* **BRIEF**
Write out, without any change, the lines in the material below that run from the line with "use instant::Instant;" through the line with "pub fn local_wall_time()", both included.

◆ ◆ ◆ ◆

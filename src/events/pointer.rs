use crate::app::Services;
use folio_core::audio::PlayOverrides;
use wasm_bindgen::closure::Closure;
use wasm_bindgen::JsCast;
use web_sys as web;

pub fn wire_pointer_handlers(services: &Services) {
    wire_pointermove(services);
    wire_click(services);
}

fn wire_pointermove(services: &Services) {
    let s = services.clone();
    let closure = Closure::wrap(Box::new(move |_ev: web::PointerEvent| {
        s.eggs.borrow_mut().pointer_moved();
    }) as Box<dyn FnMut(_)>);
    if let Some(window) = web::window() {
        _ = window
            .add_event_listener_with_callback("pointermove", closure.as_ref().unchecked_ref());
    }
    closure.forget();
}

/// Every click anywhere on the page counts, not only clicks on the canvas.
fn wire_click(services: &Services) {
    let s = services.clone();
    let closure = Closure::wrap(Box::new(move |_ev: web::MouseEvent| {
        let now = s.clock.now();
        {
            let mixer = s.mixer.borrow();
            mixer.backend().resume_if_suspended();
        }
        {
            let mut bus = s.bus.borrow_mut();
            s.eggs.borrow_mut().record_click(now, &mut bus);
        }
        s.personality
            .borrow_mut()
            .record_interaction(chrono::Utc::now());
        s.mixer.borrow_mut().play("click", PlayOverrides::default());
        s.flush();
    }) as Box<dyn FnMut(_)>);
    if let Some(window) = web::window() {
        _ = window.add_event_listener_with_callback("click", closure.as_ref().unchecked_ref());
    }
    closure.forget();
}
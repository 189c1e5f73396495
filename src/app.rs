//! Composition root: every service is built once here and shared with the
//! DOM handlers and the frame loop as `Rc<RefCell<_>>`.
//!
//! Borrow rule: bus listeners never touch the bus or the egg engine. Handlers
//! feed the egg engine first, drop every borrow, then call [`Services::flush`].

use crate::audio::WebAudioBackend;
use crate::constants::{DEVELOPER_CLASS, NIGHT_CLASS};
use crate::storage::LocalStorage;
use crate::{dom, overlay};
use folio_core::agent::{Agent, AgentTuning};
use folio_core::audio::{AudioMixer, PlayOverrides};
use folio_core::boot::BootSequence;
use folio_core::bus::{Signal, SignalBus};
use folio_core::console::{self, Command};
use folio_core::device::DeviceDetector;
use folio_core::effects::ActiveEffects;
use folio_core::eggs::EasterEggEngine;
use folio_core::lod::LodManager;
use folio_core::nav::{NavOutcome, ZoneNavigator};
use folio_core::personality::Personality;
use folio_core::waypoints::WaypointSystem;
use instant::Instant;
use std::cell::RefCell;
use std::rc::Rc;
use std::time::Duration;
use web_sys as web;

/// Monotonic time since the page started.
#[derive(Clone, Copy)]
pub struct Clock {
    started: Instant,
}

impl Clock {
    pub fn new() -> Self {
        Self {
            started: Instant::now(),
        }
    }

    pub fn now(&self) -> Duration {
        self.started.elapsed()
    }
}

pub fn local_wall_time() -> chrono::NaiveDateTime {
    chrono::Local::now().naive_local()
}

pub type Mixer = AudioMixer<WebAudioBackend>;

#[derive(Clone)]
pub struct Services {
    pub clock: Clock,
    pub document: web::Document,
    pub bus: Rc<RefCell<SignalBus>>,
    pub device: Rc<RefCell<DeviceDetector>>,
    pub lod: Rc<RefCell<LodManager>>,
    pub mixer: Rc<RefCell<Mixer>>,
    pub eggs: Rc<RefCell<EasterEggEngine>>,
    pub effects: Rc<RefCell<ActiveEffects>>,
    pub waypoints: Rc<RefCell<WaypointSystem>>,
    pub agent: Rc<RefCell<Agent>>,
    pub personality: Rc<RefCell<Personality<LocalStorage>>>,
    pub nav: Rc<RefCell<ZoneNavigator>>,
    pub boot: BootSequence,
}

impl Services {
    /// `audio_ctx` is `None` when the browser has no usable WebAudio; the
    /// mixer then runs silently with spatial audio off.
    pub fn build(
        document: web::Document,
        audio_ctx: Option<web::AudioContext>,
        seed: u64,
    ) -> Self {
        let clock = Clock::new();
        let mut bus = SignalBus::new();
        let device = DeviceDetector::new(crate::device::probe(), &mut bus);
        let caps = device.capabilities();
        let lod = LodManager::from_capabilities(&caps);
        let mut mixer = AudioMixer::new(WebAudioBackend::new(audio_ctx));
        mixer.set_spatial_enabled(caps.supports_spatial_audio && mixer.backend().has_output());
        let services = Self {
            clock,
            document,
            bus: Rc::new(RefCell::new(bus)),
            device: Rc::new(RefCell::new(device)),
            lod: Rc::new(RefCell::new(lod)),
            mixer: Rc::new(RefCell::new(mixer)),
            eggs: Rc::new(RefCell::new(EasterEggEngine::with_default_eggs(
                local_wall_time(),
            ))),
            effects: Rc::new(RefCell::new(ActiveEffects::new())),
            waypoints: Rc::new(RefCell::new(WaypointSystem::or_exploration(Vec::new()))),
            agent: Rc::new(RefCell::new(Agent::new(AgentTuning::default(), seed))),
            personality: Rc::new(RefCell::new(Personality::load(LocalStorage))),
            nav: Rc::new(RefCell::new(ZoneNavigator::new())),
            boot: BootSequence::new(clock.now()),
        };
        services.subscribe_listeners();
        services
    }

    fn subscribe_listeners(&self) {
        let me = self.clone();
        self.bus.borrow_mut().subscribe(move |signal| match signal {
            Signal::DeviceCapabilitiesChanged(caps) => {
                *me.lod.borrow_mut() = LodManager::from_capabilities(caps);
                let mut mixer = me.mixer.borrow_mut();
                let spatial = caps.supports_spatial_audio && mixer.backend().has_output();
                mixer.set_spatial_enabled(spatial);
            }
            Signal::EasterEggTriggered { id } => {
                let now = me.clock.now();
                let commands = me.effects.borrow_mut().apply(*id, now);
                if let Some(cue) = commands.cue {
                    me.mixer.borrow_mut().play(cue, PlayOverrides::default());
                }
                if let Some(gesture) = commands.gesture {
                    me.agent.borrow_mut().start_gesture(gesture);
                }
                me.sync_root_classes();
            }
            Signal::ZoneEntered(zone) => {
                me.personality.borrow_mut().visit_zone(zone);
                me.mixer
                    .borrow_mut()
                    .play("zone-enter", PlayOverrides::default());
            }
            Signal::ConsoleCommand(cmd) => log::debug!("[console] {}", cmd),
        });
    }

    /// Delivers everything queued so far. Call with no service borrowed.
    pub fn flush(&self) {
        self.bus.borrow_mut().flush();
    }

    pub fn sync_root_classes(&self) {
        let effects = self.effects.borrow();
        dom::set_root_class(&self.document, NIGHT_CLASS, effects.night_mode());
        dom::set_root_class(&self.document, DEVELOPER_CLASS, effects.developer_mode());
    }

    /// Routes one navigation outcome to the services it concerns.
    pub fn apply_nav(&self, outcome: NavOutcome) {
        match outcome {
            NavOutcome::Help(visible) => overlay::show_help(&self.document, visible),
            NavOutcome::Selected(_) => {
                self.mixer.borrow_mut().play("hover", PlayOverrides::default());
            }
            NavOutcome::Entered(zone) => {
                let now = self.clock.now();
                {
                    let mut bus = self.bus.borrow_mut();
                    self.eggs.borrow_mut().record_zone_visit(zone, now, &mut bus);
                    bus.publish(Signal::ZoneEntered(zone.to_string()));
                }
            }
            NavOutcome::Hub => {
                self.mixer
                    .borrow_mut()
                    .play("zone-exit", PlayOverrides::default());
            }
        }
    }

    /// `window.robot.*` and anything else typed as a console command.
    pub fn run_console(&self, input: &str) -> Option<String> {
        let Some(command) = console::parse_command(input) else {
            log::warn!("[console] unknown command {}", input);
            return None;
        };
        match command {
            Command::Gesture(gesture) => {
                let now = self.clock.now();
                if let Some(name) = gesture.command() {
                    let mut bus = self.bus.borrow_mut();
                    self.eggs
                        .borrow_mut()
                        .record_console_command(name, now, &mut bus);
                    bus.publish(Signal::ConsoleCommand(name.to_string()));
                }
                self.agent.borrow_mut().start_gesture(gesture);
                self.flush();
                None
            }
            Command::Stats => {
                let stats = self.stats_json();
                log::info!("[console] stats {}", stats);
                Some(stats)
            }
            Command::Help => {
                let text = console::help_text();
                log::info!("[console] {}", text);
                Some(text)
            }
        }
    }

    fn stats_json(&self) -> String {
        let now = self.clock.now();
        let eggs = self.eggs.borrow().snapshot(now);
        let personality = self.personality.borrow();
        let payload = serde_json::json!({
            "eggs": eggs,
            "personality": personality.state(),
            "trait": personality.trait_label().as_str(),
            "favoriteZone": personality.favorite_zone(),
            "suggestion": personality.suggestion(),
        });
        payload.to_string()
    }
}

◆ ◆ ◆ ◆

* **RESPONSE TO THE TASK**
use instant::Instant;
use std::cell::RefCell;
use std::rc::Rc;
use std::time::Duration;
use web_sys as web;

/// Monotonic time since the page started.
#[derive(Clone, Copy)]
pub struct Clock {
    started: Instant,
}

impl Clock {
    pub fn new() -> Self {
        Self {
            started: Instant::now(),
        }
    }

    pub fn now(&self) -> Duration {
        self.started.elapsed()
    }
}

pub fn local_wall_time() -> chrono::NaiveDateTime {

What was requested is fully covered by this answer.